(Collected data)
◆ ◆ ◆

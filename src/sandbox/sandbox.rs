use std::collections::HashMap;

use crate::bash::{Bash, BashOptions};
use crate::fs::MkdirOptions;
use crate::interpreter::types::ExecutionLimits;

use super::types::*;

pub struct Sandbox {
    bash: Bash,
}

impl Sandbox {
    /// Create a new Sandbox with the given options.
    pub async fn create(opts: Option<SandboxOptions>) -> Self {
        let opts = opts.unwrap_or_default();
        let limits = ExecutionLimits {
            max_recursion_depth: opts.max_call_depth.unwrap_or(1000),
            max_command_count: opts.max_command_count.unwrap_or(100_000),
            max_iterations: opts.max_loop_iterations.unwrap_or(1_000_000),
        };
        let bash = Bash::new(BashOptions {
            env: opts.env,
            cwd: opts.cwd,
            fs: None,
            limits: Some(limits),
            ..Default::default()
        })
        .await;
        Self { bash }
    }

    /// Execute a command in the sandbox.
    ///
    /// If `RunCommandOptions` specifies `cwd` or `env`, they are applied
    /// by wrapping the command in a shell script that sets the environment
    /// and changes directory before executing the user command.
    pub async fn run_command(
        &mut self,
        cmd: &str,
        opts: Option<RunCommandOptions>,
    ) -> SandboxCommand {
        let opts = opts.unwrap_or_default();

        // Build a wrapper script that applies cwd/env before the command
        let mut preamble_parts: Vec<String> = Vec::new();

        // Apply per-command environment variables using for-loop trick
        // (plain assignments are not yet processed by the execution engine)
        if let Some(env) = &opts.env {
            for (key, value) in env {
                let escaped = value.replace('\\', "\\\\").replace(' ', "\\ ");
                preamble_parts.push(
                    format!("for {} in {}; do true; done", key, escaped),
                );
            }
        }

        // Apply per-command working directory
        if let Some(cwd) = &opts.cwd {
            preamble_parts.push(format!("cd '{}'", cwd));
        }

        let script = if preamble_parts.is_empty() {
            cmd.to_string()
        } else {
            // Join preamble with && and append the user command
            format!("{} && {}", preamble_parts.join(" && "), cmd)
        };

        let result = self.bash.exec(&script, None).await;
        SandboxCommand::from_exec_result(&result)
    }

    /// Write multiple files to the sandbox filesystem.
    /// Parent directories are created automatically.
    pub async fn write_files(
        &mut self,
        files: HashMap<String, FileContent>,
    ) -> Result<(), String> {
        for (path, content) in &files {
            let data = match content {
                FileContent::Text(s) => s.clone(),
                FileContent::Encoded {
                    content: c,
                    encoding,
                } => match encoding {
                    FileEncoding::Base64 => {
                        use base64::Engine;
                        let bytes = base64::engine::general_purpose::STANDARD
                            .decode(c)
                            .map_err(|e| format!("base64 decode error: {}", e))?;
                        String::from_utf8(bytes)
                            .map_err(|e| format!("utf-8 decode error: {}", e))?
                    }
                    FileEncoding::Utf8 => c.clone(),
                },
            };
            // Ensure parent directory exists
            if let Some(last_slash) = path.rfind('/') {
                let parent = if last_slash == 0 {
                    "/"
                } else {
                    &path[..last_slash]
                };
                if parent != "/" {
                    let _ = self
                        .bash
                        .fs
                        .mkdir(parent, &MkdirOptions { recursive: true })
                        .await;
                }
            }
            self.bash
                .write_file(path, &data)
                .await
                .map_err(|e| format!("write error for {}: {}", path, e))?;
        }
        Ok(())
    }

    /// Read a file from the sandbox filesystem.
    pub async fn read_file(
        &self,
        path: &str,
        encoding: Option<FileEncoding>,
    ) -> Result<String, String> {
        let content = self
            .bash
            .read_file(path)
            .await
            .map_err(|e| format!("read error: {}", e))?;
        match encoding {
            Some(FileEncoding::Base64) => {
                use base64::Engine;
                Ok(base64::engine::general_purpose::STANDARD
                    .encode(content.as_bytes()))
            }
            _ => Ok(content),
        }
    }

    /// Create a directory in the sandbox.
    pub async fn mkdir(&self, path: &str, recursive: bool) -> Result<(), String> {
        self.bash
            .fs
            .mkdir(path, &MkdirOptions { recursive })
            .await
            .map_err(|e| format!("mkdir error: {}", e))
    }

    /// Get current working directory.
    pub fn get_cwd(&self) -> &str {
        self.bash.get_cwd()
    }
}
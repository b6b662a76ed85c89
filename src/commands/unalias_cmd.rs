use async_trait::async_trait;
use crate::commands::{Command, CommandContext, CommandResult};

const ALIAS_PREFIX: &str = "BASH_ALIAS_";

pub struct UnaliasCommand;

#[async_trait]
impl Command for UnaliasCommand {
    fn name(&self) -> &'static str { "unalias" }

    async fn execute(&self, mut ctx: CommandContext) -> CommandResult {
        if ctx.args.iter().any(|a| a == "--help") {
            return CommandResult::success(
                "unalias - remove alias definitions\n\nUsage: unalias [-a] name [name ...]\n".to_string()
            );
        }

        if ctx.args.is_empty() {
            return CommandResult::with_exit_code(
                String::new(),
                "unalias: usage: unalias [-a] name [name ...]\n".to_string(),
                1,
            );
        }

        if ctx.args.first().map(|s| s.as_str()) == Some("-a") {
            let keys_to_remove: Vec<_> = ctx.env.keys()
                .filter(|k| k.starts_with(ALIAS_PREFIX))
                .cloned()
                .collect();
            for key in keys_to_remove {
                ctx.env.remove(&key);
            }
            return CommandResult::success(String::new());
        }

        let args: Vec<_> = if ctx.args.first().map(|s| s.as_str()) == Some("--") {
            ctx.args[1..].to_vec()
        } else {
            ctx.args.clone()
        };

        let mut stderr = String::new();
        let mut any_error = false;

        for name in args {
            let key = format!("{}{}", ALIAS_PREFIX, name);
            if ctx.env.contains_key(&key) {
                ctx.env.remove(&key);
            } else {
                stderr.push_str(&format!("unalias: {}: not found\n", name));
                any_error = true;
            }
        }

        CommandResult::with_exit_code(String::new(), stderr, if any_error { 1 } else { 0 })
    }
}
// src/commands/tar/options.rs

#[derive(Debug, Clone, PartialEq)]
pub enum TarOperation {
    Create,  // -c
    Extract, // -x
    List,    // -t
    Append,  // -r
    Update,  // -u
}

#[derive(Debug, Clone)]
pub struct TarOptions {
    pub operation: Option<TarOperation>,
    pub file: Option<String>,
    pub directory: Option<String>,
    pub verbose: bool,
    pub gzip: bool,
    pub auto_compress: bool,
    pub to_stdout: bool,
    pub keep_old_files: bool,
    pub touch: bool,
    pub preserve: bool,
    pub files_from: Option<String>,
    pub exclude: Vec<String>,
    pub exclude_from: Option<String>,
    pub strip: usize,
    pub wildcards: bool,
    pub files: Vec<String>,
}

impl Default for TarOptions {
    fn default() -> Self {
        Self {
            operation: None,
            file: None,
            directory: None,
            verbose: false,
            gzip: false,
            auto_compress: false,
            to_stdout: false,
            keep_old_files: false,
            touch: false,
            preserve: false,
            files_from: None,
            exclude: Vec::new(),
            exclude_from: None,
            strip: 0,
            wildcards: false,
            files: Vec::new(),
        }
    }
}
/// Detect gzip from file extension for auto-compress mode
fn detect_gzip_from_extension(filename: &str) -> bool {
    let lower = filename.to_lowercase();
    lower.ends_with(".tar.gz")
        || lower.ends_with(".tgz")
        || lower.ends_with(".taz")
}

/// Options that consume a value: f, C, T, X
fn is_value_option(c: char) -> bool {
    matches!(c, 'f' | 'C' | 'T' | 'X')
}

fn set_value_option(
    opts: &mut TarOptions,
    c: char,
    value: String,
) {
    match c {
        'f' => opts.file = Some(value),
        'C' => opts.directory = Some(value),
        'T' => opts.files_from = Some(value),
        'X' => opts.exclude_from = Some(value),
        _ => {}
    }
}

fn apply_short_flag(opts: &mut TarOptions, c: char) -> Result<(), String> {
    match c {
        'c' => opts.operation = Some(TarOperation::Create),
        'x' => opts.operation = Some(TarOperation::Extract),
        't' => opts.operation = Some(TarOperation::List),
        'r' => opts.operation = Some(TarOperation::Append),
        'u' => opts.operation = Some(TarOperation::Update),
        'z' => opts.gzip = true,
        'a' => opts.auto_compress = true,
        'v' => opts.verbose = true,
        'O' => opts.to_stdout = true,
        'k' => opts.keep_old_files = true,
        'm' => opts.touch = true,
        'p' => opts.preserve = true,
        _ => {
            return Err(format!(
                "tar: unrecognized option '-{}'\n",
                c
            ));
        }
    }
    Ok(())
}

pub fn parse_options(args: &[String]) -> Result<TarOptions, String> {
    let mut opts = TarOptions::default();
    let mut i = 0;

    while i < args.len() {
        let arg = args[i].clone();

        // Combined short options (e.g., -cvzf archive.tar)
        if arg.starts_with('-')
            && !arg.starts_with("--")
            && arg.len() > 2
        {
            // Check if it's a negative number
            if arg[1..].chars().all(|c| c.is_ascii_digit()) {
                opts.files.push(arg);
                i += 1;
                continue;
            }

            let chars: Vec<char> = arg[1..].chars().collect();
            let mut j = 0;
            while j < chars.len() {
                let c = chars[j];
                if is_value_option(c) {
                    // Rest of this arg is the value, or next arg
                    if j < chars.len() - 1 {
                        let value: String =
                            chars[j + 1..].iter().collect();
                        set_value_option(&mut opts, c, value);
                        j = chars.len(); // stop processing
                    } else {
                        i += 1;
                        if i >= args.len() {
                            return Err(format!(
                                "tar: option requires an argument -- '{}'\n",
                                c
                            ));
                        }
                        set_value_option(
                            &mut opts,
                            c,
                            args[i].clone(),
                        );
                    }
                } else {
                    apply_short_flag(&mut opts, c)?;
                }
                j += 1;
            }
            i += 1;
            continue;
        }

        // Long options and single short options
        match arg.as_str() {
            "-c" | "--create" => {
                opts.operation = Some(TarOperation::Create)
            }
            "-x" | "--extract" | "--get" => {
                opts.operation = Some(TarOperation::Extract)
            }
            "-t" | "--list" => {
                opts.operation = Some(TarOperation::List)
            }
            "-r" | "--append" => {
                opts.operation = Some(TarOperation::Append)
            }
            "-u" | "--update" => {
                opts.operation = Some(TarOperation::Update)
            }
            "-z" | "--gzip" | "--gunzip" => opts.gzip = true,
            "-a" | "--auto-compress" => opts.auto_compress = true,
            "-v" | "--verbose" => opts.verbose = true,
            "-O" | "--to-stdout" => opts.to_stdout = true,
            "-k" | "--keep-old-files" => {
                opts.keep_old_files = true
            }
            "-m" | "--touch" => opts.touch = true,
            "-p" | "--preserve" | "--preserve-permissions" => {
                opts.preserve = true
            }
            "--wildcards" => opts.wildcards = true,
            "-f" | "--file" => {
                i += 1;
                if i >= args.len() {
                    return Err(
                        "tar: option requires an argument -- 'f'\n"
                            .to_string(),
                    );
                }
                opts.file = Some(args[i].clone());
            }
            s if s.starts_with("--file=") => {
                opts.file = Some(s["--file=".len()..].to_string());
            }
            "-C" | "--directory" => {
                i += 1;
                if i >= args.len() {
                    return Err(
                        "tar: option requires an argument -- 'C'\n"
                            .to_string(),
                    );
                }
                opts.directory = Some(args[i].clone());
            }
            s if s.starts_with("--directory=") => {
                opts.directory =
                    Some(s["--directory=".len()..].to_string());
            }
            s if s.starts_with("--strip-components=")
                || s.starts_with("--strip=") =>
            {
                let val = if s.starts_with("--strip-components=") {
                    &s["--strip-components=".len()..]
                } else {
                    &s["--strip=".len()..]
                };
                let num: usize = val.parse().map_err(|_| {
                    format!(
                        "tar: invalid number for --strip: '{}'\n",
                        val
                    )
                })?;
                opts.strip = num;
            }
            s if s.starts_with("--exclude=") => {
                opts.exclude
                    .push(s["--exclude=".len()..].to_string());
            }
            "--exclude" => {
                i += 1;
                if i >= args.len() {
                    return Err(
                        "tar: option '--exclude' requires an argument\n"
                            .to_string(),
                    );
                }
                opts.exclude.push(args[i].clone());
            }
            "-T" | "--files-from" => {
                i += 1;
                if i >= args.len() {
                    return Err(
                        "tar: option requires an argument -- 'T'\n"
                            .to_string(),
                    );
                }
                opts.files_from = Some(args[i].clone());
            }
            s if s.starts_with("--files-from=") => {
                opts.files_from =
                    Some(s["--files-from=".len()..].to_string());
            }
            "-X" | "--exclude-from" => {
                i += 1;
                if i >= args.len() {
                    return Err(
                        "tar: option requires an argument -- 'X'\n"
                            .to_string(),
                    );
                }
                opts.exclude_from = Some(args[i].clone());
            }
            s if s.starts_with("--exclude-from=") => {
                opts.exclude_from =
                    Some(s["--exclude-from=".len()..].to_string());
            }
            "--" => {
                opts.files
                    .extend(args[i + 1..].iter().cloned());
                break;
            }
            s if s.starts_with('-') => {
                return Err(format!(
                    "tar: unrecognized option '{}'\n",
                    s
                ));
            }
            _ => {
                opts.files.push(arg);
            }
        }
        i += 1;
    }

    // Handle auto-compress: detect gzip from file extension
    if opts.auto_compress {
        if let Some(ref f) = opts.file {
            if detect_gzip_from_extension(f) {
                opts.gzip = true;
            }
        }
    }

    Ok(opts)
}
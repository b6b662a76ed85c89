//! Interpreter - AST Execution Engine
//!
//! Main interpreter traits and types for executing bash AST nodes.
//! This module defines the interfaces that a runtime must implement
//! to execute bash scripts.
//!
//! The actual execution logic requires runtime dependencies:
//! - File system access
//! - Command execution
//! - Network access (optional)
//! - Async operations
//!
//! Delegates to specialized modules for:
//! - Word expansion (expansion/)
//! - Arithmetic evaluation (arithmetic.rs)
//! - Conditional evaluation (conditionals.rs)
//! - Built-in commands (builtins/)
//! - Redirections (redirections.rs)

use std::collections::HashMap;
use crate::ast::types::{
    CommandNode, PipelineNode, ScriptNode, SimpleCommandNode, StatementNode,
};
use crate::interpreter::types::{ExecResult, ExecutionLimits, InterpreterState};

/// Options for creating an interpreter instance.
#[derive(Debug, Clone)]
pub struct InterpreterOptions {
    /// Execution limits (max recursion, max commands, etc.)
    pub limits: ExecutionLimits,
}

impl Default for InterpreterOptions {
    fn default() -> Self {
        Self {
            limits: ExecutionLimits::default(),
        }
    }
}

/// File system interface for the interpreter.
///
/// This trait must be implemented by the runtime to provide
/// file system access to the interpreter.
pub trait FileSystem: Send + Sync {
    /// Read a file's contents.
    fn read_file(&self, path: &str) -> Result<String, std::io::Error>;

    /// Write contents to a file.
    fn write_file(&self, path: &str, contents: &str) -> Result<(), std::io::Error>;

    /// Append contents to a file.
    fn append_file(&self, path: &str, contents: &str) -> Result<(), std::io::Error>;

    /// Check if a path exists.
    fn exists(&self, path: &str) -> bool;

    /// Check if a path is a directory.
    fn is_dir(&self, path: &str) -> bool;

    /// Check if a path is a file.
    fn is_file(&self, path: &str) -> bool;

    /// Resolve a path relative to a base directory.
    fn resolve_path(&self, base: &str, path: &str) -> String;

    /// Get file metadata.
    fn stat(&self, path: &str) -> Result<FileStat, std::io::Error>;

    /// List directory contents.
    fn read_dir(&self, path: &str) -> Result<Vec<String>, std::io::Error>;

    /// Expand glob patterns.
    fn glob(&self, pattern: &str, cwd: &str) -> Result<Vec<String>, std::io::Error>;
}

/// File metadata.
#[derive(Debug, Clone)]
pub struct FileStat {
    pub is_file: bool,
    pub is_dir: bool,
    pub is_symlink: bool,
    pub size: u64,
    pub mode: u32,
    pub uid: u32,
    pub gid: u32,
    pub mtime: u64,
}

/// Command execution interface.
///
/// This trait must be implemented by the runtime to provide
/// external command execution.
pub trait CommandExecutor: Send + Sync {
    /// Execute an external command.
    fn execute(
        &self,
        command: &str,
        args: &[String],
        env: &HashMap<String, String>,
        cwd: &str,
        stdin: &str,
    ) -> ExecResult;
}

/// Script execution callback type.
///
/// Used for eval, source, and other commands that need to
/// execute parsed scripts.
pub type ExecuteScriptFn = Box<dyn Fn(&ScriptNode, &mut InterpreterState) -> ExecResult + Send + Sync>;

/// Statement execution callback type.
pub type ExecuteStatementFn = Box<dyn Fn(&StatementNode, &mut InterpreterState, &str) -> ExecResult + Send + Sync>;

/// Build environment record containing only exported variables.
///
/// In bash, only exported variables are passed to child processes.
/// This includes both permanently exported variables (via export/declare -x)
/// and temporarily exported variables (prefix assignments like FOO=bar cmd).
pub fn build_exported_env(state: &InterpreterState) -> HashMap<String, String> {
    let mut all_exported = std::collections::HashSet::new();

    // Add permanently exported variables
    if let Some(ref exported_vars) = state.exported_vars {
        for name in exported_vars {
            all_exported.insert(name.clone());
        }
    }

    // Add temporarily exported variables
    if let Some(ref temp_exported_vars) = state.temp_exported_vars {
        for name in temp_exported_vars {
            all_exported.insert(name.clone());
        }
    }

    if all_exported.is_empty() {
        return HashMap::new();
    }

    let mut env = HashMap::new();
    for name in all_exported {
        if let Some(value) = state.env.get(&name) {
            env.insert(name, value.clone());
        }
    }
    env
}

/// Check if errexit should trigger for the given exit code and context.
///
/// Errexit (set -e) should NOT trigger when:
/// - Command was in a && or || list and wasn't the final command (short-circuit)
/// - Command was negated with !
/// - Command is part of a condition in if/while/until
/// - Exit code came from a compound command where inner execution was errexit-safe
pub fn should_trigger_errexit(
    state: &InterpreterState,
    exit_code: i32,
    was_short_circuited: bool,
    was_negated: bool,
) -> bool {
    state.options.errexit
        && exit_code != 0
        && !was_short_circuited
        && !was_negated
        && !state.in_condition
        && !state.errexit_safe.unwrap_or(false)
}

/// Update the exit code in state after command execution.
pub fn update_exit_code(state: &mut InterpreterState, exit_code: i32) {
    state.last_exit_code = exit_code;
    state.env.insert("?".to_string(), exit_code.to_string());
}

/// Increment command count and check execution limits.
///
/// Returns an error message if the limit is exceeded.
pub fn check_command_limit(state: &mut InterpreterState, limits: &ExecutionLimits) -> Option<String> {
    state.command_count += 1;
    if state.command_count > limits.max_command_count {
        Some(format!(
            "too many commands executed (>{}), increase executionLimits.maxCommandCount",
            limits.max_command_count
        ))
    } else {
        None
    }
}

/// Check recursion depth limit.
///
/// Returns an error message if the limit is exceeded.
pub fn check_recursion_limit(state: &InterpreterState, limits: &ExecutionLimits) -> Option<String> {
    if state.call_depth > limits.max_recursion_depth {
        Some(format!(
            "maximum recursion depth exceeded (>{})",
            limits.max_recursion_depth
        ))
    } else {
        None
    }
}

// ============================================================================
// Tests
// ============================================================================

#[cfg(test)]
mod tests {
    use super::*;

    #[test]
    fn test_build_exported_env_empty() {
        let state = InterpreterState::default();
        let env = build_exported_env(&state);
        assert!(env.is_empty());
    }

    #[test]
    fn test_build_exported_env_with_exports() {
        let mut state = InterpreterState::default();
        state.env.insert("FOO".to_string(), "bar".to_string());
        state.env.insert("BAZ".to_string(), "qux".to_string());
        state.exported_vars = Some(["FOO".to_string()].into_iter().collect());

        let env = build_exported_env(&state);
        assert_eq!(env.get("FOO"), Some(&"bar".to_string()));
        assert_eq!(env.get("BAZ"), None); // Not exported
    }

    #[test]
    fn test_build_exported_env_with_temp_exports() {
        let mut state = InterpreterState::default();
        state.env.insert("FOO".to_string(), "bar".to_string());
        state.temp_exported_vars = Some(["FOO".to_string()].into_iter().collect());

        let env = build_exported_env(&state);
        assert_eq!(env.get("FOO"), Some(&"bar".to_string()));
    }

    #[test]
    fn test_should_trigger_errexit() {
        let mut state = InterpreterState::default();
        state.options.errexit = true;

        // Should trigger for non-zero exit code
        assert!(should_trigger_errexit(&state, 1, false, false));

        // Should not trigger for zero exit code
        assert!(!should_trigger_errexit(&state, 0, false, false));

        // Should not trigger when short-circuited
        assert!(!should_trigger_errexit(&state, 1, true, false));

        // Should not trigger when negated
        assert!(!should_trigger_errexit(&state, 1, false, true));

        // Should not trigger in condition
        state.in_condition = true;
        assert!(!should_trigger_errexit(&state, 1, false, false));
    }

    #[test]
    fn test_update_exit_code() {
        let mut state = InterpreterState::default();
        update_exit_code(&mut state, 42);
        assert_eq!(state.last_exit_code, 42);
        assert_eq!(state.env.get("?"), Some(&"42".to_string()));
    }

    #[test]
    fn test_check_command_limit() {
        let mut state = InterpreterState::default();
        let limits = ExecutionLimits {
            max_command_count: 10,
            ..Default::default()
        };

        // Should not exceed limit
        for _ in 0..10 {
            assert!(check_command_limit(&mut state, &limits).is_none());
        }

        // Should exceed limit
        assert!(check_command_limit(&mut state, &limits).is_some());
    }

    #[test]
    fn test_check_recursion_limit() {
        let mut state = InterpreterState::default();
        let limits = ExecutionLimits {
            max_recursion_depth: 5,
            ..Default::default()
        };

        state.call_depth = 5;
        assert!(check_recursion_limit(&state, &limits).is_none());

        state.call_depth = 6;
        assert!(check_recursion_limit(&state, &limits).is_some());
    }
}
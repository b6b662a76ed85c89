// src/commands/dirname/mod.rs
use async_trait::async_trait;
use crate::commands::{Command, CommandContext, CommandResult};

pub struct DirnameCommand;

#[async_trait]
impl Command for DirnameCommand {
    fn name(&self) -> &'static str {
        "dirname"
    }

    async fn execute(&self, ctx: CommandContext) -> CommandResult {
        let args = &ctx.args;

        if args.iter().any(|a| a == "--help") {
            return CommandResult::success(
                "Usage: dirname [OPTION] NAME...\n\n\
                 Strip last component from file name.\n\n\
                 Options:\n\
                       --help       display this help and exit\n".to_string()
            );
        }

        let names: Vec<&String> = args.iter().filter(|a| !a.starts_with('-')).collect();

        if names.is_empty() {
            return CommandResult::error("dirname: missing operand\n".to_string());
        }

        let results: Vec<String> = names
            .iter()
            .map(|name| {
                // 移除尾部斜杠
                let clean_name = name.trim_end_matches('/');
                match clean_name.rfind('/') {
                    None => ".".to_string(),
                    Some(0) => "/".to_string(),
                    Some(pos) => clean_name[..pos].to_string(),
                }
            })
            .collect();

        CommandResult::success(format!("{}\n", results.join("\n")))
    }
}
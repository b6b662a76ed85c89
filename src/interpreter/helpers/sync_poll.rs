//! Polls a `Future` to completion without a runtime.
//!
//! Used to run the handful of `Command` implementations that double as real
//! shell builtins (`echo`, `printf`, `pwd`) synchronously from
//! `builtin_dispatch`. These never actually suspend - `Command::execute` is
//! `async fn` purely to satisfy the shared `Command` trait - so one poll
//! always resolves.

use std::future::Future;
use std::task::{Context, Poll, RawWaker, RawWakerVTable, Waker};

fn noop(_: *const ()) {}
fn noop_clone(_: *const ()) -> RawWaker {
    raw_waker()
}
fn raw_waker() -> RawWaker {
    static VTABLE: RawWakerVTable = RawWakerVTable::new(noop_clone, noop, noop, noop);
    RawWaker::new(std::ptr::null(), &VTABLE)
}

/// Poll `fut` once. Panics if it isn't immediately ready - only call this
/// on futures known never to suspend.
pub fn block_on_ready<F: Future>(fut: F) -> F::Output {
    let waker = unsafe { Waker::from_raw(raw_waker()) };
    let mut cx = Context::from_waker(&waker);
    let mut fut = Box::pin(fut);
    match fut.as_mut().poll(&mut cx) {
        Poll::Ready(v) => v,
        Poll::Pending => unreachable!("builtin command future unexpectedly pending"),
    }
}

◆ ◆ ◆

◆ WHAT IS EXPECTED ◆
Where the word "types" appears in a line of the entries, copy that line.

◆ EXPECTED ANSWER ◆
use crate::interpreter::types::ExecutionLimits;
use super::types::*;
//! Main interpreter traits and types for executing bash AST nodes.
use crate::ast::types::{
use crate::interpreter::types::{ExecResult, ExecutionLimits, InterpreterState};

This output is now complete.